BEIJING, China — American freestyle skiers took silver and gold in slopestyle, but German bobsledders celebrated a historic sweep. Three U.S. skaters are headed for the women's free skate, but they struggled to break into medal contention. Meanwhile, lawyers made new claims in the latest Russian doping scandal.
US figure skaters struggle at women's Olympic short program
Three U.S. women advanced to the free skate but struggled to break into medal contention in an event that has been overshadowed by the latest Russian doping scandal. The dominant Russians had three of the top four spots, and Alysa Liu was the only American breaking into the top 10, in eighth.
In eighth place, Alysa Liu was the highest-placing American skater in the women's Olympic short program. She's among three U.S. women who advanced to the free skate but struggled to break into medal contention.
That includes Mariah Bell and Karen Chen, both of whom fell. Chen’s tumble left her sobbing after she exited the rink, but she vowed to put it behind her for the next event.
"I know I’m capable of much better than that," Chen said.
The program was largely overshadowed by the latest Russian doping scandal. All eyes were on Russian Kamila Valieva, who walked away with the top performance. Japan’s Kaori Sakamoto was third, while Russian skaters also took second and fourth.
The latest on that: Valieva listed two legal substances used to improve heart function on an anti-doping control form she filled out before her drug case at the Olympics erupted, according to documents submitted in her case
The World Anti-Doping Agency and the U.S. Anti-Doping Agency say the revelation undercuts the argument that a banned substance, trimetazidine, might have entered the skater’s system accidentally.
Russian lawyers suggested that Valieva failed a doping test before the Olympics because of contamination from medication her grandfather was taking.
Silver and gold for US slopestyle skiers
American freestyler skier Alex Hall stole the show in the men's Olympic slopestyle competition, performing a trick where he stopped his rotation midair and turned in the other direction before softly landing.
Hall's teammate Nick Goepper turned in a creative run on his second pass to earn silver. Jesper Tjader of Sweden took home bronze.
Fun fact: Americans have captured six of nine Olympic medals since this event made its debut in 2014. Goepper has three of them.
Joey Mantia snags 1st speedskating medal in 3 Olympics
Joey Mantia is finally taking home his first medal in his third Olympics.
The 36-year-old American, along with Casey Dawson and Emery Lehman, earned the bronze in team pursuit on Tuesday. It was the second speedskating medal for the United States in Beijing. Erin Jackson won gold in the 500 meters.
“I feel like the weight has been lifted in a sense,” Mantia said. “Now I can just kind of breathe.”
At 36 years, 8 days, Mantia is the oldest medalist in team pursuit, breaking the mark of Rintje Ritsma of the Netherlands who was 35 years, 308 days in 2006.
US men's hockey stunned in quarterfinal shootout
The United States is out of the men’s hockey tournament at the Olympics in stunning fashion after blowing a late lead.
Marek Hrivik scored with 43.7 seconds left in regulation, Peter Cehlarik had the winner and Slovakia beat the U.S. 3-2 in a shootout Wednesday to knock the top-seeded Americans out in the quarterfinals. The U.S. led for almost half the game before the tying goal when Slovakia pulled its goaltender for an extra attacker to play 6-on-5.
The U.S. had gotten accustomed to playing tight games in the tournament, beating Canada by two goals and Germany by one. But blown coverage in front allowed Hrivik to knock a loose puck past goalie Strauss Mann, who was impressive until that point.

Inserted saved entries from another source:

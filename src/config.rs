use std::path::PathBuf;

use clap::Parser;

/// Upper bound on images accepted in one upload.
pub const MAX_IMAGES_PER_TOUR: usize = 20;

/// Default request body limit: 200 MiB.
pub const DEFAULT_MAX_UPLOAD_BYTES: usize = 200 * 1024 * 1024;

#[derive(Parser, Debug, Clone)]
#[clap(author, version, about = "Upload panoramas and serve them as a linear virtual tour")]
pub struct ServerConfig {
    #[clap(short, long, env = "LOG_LEVEL")]
    pub log_level: Option<String>,
    #[clap(short, long, env = "PORT", default_value = "5000")]
    pub port: u16,
    #[clap(short, long, env = "UPLOAD_DIR", default_value = "uploads")]
    pub upload_dir: PathBuf,
    #[clap(long, env = "CORS_ORIGIN")]
    pub cors_origin: Option<String>,
    #[clap(long, env = "MAX_UPLOAD_BYTES", default_value_t = DEFAULT_MAX_UPLOAD_BYTES)]
    pub max_upload_bytes: usize,
}

impl Default for ServerConfig {
    fn default() -> Self {
        Self {
            log_level: None,
            port: 5000,
            upload_dir: PathBuf::from("uploads"),
            cors_origin: None,
            max_upload_bytes: DEFAULT_MAX_UPLOAD_BYTES,
        }
    }
}
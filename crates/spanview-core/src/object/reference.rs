//! Retroactive grouping of `N G R` into one Reference node.
//!
//! The three pieces of an indirect reference are tokenized independently, so
//! by the time `R` is seen the object and generation numbers are already
//! siblings in the list. The merge walks back from the tail until it has seen
//! two non-filler nodes and moves everything from there onwards, fillers
//! included, into the Reference. With fewer than two candidates nothing moves
//! and the Reference covers only its marker byte.

use crate::node::{Node, NodeKind, Reference};
use crate::span::ByteSpan;
use tracing::{debug, trace};

/// Number of non-filler siblings an `R` absorbs
const COMPONENTS: usize = 2;

/// Builds the Reference for `marker`, absorbing the tail of `list`
pub(super) fn merge(list: &mut Vec<Node>, marker: ByteSpan) -> Option<&Node> {
    let split = list
        .iter()
        .enumerate()
        .rev()
        .filter(|(_, node)| !node.is_filler())
        .nth(COMPONENTS - 1)
        .map(|(i, _)| i);

    let former_components = match split {
        Some(index) => list.split_off(index),
        None => {
            debug!("Reference marker at {} has nothing to absorb", marker.start);
            Vec::new()
        }
    };

    let reference = Reference {
        marker,
        former_components,
    };
    let node = Node::new(reference.span(), NodeKind::Reference(reference));
    trace!("{} at {}", node.label(), node.span);

    list.push(node);
    list.last()
}
//! Object-model tokenizer.
//!
//! [`ObjectParser::parse_object`] looks at exactly one byte to decide what
//! token starts at the cursor, builds that node and appends it to the list it
//! was handed. Containers recurse with their own child list; the `R` marker
//! reaches back into the list it is about to join and absorbs its
//! two non-filler predecessors.
//!
//! ## Dispatch table
//!
//! | first byte        | node                                   |
//! |-------------------|----------------------------------------|
//! | CR, LF            | `Filler::NewLine`                      |
//! | SPACE             | `Filler::Space`                        |
//! | `(`               | `StringLiteral`                        |
//! | `<<`              | `Dictionary`                           |
//! | `<`               | `StringHexadecimal`                    |
//! | `/`               | `Name`                                 |
//! | `[`               | `Array`                                |
//! | `+` `-` `0`..`9`  | `Numeric`                              |
//! | `t` `f`           | `Boolean`                              |
//! | `n`               | `Null`                                 |
//! | `R`               | `Reference`                            |
//!
//! Anything else is "no match": the cursor is rewound onto the byte so the
//! caller can test it as a closing delimiter or skip it.

mod container;
mod reference;

use crate::cursor::{ByteCursor, TOKEN_TERMINATORS};
use crate::error::{Error, Result};
use crate::node::{Filler, Node, NodeKind, StringToken};
use crate::span::ByteSpan;
use tracing::{trace, warn};

/// Configuration for the object parser
#[derive(Debug, Clone)]
pub struct ParserConfig {
    /// Deepest container nesting that is parsed as a container
    pub max_depth: usize,
}

impl Default for ParserConfig {
    fn default() -> Self {
        Self { max_depth: 256 }
    }
}

impl ParserConfig {
    /// Creates a new parser config with default values
    pub fn new() -> Self {
        Self::default()
    }

    /// Sets the maximum container nesting depth
    pub fn max_depth(mut self, depth: usize) -> Self {
        self.max_depth = depth;
        self
    }
}

/// Single-lookahead recursive-descent parser for PDF object syntax
#[derive(Debug, Clone, Default)]
pub struct ObjectParser {
    config: ParserConfig,
}

impl ObjectParser {
    /// Creates a parser with default configuration
    pub fn new() -> Self {
        Self::default()
    }

    /// Creates a parser with custom configuration
    pub fn with_config(config: ParserConfig) -> Self {
        Self { config }
    }

    /// Parses one token at the cursor and appends it to `list`.
    ///
    /// `list` is the caller's own ordered sibling list, not a copy: a
    /// Reference may remove trailing siblings from it before appending
    /// itself. Returns `Ok(None)` with the cursor rewound when the byte starts
    /// no token, and `Err(EndOfInput)` when the cursor is already at its limit.
    pub fn parse_object<'l>(
        &self,
        cursor: &mut ByteCursor<'_>,
        list: &'l mut Vec<Node>,
    ) -> Result<Option<&'l Node>> {
        self.parse_nested(cursor, list, 0)
    }

    pub(crate) fn parse_nested<'l>(
        &self,
        cursor: &mut ByteCursor<'_>,
        list: &'l mut Vec<Node>,
        depth: usize,
    ) -> Result<Option<&'l Node>> {
        let start = cursor.position();
        let byte = cursor.read_byte()?;

        let node = match byte {
            b'\r' | b'\n' => Node::filler(start, Filler::NewLine),
            b' ' => Node::filler(start, Filler::Space),
            b'(' => literal_string(cursor, start),
            b'<' if cursor.peek_byte() == Some(b'<') => {
                if depth >= self.config.max_depth {
                    self.too_deep(cursor, start);
                    return Ok(None);
                }
                cursor.skip(1);
                container::parse_dictionary(self, cursor, start, depth + 1)
            }
            b'<' => hexadecimal_string(cursor, start),
            b'/' => {
                let name = bare_token(cursor);
                Node::new(
                    ByteSpan::from_bounds(start, cursor.position()),
                    NodeKind::Name(name),
                )
            }
            b'[' => {
                if depth >= self.config.max_depth {
                    self.too_deep(cursor, start);
                    return Ok(None);
                }
                container::parse_array(self, cursor, start, depth + 1)
            }
            b'+' | b'-' | b'0'..=b'9' => {
                let mut text = String::from(byte as char);
                text.push_str(&bare_token(cursor));
                Node::new(
                    ByteSpan::from_bounds(start, cursor.position()),
                    NodeKind::Numeric(text),
                )
            }
            b't' => keyword(cursor, start, "true", NodeKind::Boolean(true))?,
            b'f' => keyword(cursor, start, "false", NodeKind::Boolean(false))?,
            b'n' => keyword(cursor, start, "null", NodeKind::Null)?,
            b'R' => return Ok(reference::merge(list, ByteSpan::new(start, 1))),
            _ => {
                trace!("No token starts with 0x{:02x} at {}", byte, start);
                cursor.seek_backward(1);
                return Ok(None);
            }
        };

        trace!("{} at {}", node.label(), node.span);
        list.push(node);
        Ok(list.last())
    }

    fn too_deep(&self, cursor: &mut ByteCursor<'_>, start: usize) {
        warn!(
            "Container at {} exceeds nesting depth {}, skipping its opening byte",
            start, self.config.max_depth
        );
        cursor.seek(start);
    }
}

/// Skips the byte at the cursor, recording it as an unrecognized filler.
///
/// This is the uniform "log and advance by one" fallback that guarantees
/// every loop over the object grammar terminates.
pub(crate) fn skip_unrecognized(cursor: &mut ByteCursor<'_>, list: &mut Vec<Node>) {
    let offset = cursor.position();
    if let Ok(byte) = cursor.read_byte() {
        warn!("{}", Error::unrecognized_byte(offset, byte));
        list.push(Node::filler(offset, Filler::Unrecognized(byte)));
    }
}

/// Reads the rest of a name or number, leaving the terminator unconsumed
fn bare_token(cursor: &mut ByteCursor<'_>) -> String {
    let (text, terminator) = cursor.read_ascii_run(TOKEN_TERMINATORS);
    if terminator.is_some() {
        cursor.seek_backward(1);
    }
    text
}

/// Matches a fixed keyword whose first byte has already been consumed
fn keyword(
    cursor: &mut ByteCursor<'_>,
    start: usize,
    literal: &'static str,
    kind: NodeKind,
) -> Result<Node> {
    cursor.seek(start);
    if !cursor.starts_with(literal.as_bytes()) {
        return Err(Error::malformed_token(start, literal));
    }
    cursor.skip(literal.len());
    Ok(Node::new(ByteSpan::new(start, literal.len()), kind))
}

/// Balanced-parenthesis scan; `\` skips the following byte unconditionally
fn literal_string(cursor: &mut ByteCursor<'_>, start: usize) -> Node {
    let mut depth = 1usize;
    let mut terminated = false;

    while let Ok(byte) = cursor.read_byte() {
        match byte {
            b'\\' => {
                let _ = cursor.read_byte();
            }
            b'(' => depth += 1,
            b')' => {
                depth -= 1;
                if depth == 0 {
                    terminated = true;
                    break;
                }
            }
            _ => {}
        }
    }

    let end = cursor.position();
    let content_end = if terminated { end - 1 } else { end };
    let raw = cursor.data()[start + 1..content_end].to_vec();
    Node::new(
        ByteSpan::from_bounds(start, end),
        NodeKind::StringLiteral(StringToken { raw, terminated }),
    )
}

fn hexadecimal_string(cursor: &mut ByteCursor<'_>, start: usize) -> Node {
    let run = cursor.read_run(b">");
    let token = StringToken {
        raw: run.bytes.to_vec(),
        terminated: run.terminator.is_some(),
    };
    Node::new(
        ByteSpan::from_bounds(start, cursor.position()),
        NodeKind::StringHexadecimal(token),
    )
}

Coming up empty on four power plays, including three in the third period, came back to bite the Americans. Matty Beniers hit the post on one of the best scoring chances the U.S. had in the third, but the team could not crack Patrik Rybar, who was playing a second consecutive day in net for Slovakia.
Bobsled podium swept for first time in Olympic history
Germany just made a whole lot of bobsled history at the Beijing Olympics. It became the first nation to sweep the medals in an Olympic bobsled race, grabbing gold, silver and bronze in the two-man event.
Germany now has seven gold medals in sliding at the Beijing Games, more golds than any nation has ever grabbed from the bobsled, skeleton and luge events at any Olympics.
Olympic rookie Frank DelDuca and brakeman Hakeem Abdul-Saboor were the top U.S. sled, finishing 13th.